By John Herrman
Posting in Design
Tucked into the 2012 budget request for the DARPA is an audacious plan: to create a universal, instant language translator.
In a way, it's shocking that machine translation--the computer-aided translation of human languages--hasn't been perfected yet. Philosophers and mathematicians have been proposing its possibility since before linguistics was a formal discipline, and, as Spencer Ackerman at Danger Room notes, researchers were making bold and specific claims about the imminence of effective machine translation in the mid 1950s, when computers still depended on punchcards.
Processing power has since reached comparatively stratospheric levels. And yet machine translation, to be blunt, is still pretty terrible. Services like Google Translate are impressive mainly because their predecessors were so ineffective. Asking Google to translate a webpage or a block of text will usually net you something good enough to provide a gist, but that's it.
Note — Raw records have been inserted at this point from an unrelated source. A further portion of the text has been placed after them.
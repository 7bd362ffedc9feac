use chrono::Utc;
use tracing::{info, warn};
use uuid::Uuid;

use crate::models::{Caller, Purchase};
use crate::services::inventory;
use crate::store::TicketStore;
use crate::utils::error::AppError;

pub const MIN_RATING: i32 = 1;
pub const MAX_RATING: i32 = 5;

pub struct RatingService<S> {
    store: S,
}

impl<S: TicketStore> RatingService<S> {
    pub fn new(store: S) -> Self {
        Self { store }
    }

    /// Sets the satisfaction rating on the caller's own purchase.
    ///
    /// Only the purchasing attendee may rate, and only once the event has
    /// started. Re-rating overwrites the previous value.
    pub async fn rate(
        &self,
        purchase_id: Uuid,
        rating: i32,
        caller: &Caller,
    ) -> Result<Purchase, AppError> {
        if !(MIN_RATING..=MAX_RATING).contains(&rating) {
            return Err(AppError::ValidationError(
                "Rating must be between 1 and 5".to_string(),
            ));
        }

        let purchase = self
            .store
            .find_purchase(purchase_id)
            .await?
            .ok_or_else(|| AppError::NotFound(format!("Purchase '{}' was not found", purchase_id)))?;

        let is_owner = purchase.attendee_id.is_some() && purchase.attendee_id == caller.subject_id();
        if !is_owner {
            warn!(%purchase_id, "Unauthorized rating attempt");
            return Err(AppError::Forbidden(
                "Only the attendee who made this purchase can rate it".to_string(),
            ));
        }

        let event = self
            .store
            .find_event(purchase.event_id)
            .await?
            .ok_or_else(|| AppError::NotFound("Event not found for this purchase".to_string()))?;
        if !inventory::can_rate(&event, Utc::now()) {
            return Err(AppError::ValidationError(
                "Ratings open once the event has started".to_string(),
            ));
        }

        let rated = self
            .store
            .set_rating(purchase_id, rating as i16)
            .await?
            .ok_or_else(|| AppError::NotFound(format!("Purchase '{}' was not found", purchase_id)))?;

        info!(%purchase_id, rating, "Purchase rated");
        Ok(rated)
    }
}

#[cfg(test)]
mod tests {
    use super::*;
    use crate::models::{Event, Identity, PurchaseDraft, Role};
    use crate::store::InMemoryTicketStore;
    use chrono::Duration;
    use rust_decimal::Decimal;

    fn user(id: Uuid) -> Caller {
        Caller::User(Identity {
            subject_id: id,
            roles: vec![Role::Attendee],
            display_name: None,
            email: None,
        })
    }

    async fn purchase(store: &InMemoryTicketStore, starts_in: Duration, attendee_id: Option<Uuid>) -> Purchase {
        let now = Utc::now();
        let event = Event {
            id: Uuid::new_v4(),
            title: "Morning Boost".to_string(),
            description: None,
            start_at: now + starts_in,
            price: Decimal::ZERO,
            available_tickets: 120,
            address: "Cafeteria".to_string(),
            image_path: None,
            category_id: 5,
            organizer_id: None,
            created_at: now,
            updated_at: now,
        };
        store.insert_event(&event).await.unwrap();

        let draft = PurchaseDraft {
            event_id: event.id,
            quantity: 1,
            guest_name: "A".to_string(),
            guest_email: "a@x.com".to_string(),
            attendee_id,
        };
        match store.commit_purchase(draft, now).await.unwrap() {
            crate::models::CommitOutcome::Committed(purchase) => purchase,
            other => panic!("unexpected outcome {:?}", other),
        }
    }

    #[tokio::test]
    async fn test_owner_can_rate_and_rerate() {
        let store = InMemoryTicketStore::new();
        let owner = Uuid::new_v4();
        let bought = purchase(&store, -Duration::hours(2), Some(owner)).await;
        let service = RatingService::new(store.clone());

        assert_eq!(service.rate(bought.id, 4, &user(owner)).await.unwrap().rating, Some(4));
        assert_eq!(service.rate(bought.id, 2, &user(owner)).await.unwrap().rating, Some(2));
    }

    #[tokio::test]
    async fn test_other_callers_are_forbidden_and_rating_unchanged() {
        let store = InMemoryTicketStore::new();
        let owner = Uuid::new_v4();
        let bought = purchase(&store, -Duration::hours(2), Some(owner)).await;
        let service = RatingService::new(store.clone());

        for caller in [user(Uuid::new_v4()), Caller::Anonymous] {
            let err = service.rate(bought.id, 5, &caller).await.unwrap_err();
            assert!(matches!(err, AppError::Forbidden(_)));
        }
        assert_eq!(store.find_purchase(bought.id).await.unwrap().unwrap().rating, None);
    }

    #[tokio::test]
    async fn test_guest_purchases_cannot_be_rated() {
        let store = InMemoryTicketStore::new();
        let bought = purchase(&store, -Duration::hours(2), None).await;
        let service = RatingService::new(store);

        let err = service.rate(bought.id, 3, &user(Uuid::new_v4())).await.unwrap_err();
        assert!(matches!(err, AppError::Forbidden(_)));
    }

    #[tokio::test]
    async fn test_rating_range_and_existence() {
        let store = InMemoryTicketStore::new();
        let owner = Uuid::new_v4();
        let bought = purchase(&store, -Duration::hours(2), Some(owner)).await;
        let service = RatingService::new(store);

        for bad in [0, 6, -3] {
            let err = service.rate(bought.id, bad, &user(owner)).await.unwrap_err();
            assert!(matches!(err, AppError::ValidationError(_)));
        }
        let err = service.rate(Uuid::new_v4(), 3, &user(owner)).await.unwrap_err();
        assert!(matches!(err, AppError::NotFound(_)));
    }

    #[tokio::test]
    async fn test_rating_waits_for_event_start() {
        let store = InMemoryTicketStore::new();
        let owner = Uuid::new_v4();
        let bought = purchase(&store, Duration::days(3), Some(owner)).await;
        let service = RatingService::new(store);

        let err = service.rate(bought.id, 5, &user(owner)).await.unwrap_err();
        assert!(matches!(err, AppError::ValidationError(_)));
    }
}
It's no surprise, then, that universal language translation is something that the Pentagon is hungry for. It is a surprise that the DoD, via DARPA, seems to think that it's an attainable goal in the near term. DARPA's 2012 budget request (PDF) contains the following initiative, for which $15 million will be earmarked in 2012:
The Boundless Operational Language Translation (BOLT) program will enable communication regardless of medium (voice or text), and genre (conversation, chat, or messaging) through expansion of language translation capabilities, humanmachine multimodal dialogue, and language generation. The BOLT program will enable warfighters and military/government personnel to readily communicate with coalition partners and local populations and will enhance intelligence through better exploitation of all language sources including messaging and conversations. The program will also enable sophisticated search of stored language information and analysis of the information by increasing the capability of machines for deep language comprehension.
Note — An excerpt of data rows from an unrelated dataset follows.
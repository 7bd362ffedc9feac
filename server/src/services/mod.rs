pub mod catalog;
pub mod inventory;
pub mod notify;
pub mod purchases;
pub mod ratings;
pub mod search;

pub use catalog::CatalogService;
pub use notify::{AnyNotifier, LogNotifier, Notifier, SmtpNotifier};
pub use purchases::{PurchaseRequest, PurchaseService};
pub use ratings::RatingService;
pub use search::{SearchCriteria, SearchParams, SearchService};
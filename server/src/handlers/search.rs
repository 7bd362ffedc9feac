use axum::extract::rejection::QueryRejection;
use axum::extract::{Query, State};
use axum::response::Response;
use serde::Deserialize;

use crate::services::{SearchCriteria, SearchParams};
use crate::state::AppState;
use crate::utils::error::AppError;
use crate::utils::response::success;

#[derive(Debug, Deserialize)]
pub struct LiveSearchParams {
    pub q: Option<String>,
}

pub async fn search_events(
    State(state): State<AppState>,
    params: Result<Query<SearchParams>, QueryRejection>,
) -> Result<Response, AppError> {
    let Query(params) = params?;
    let results = state.search.search(SearchCriteria::try_from(params)?).await?;
    Ok(success(results, "Search completed"))
}

pub async fn live_search(
    State(state): State<AppState>,
    params: Result<Query<LiveSearchParams>, QueryRejection>,
) -> Result<Response, AppError> {
    let Query(params) = params?;
    let results = state.search.live_search(params.q.as_deref()).await?;
    Ok(success(results, "Search completed"))
}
Bureaucratic language has a tendency to flatten even the most ambitious claims, so let's unpack this a little. DARPA is planning a universal translation technology that does the following:
- Translates text
- Translates voice messages
- Understands colloquial errors as well as incorrect and incomplete syntax
- Interprets poor pronunciation.
As is so often the case with DARPA's plans, this sounds impossible--or at the very least, implausible--in the near future. There's also the issue of redundancy: private companies have been hard at work on machine translation for years, and have invested millions of dollars with varying degrees of success.
Google recently released a smartphone app that bridges its voice recognition and translation services, allowing people to do something like what is described in this proposal, albeit not to the standard laid out for BOLT. I find it hard to imagine that a team of engineers could even replicate Google's present successes for $15 million, much less something significantly more capable.
To dismiss BOLT as a pipe dream, though, is a mistake. A year of research and a chunk of change won't summon perfect battlefield translation devices into existence, but may provide valuable insights and translation techniques to bring dream of universal, instant and good translation into reality.
Google Translate has been built an effective but narrow set of techniques. Google, instead of attempting to construct a translation ruleset from scratch, has allowed its computers to deduce them on their own. According to the company:
[The computers learn rules] by analyzing millions and millions of documents that have already been translated by human translators. These translated texts come from books, organizations like the UN and websites from all around the world. Our computers scan these texts looking for statistically significant patterns -- that is to say, patterns between the translation and the original text that are unlikely to occur by chance. Once the computer finds a pattern, it can use this pattern to translate similar texts in the future.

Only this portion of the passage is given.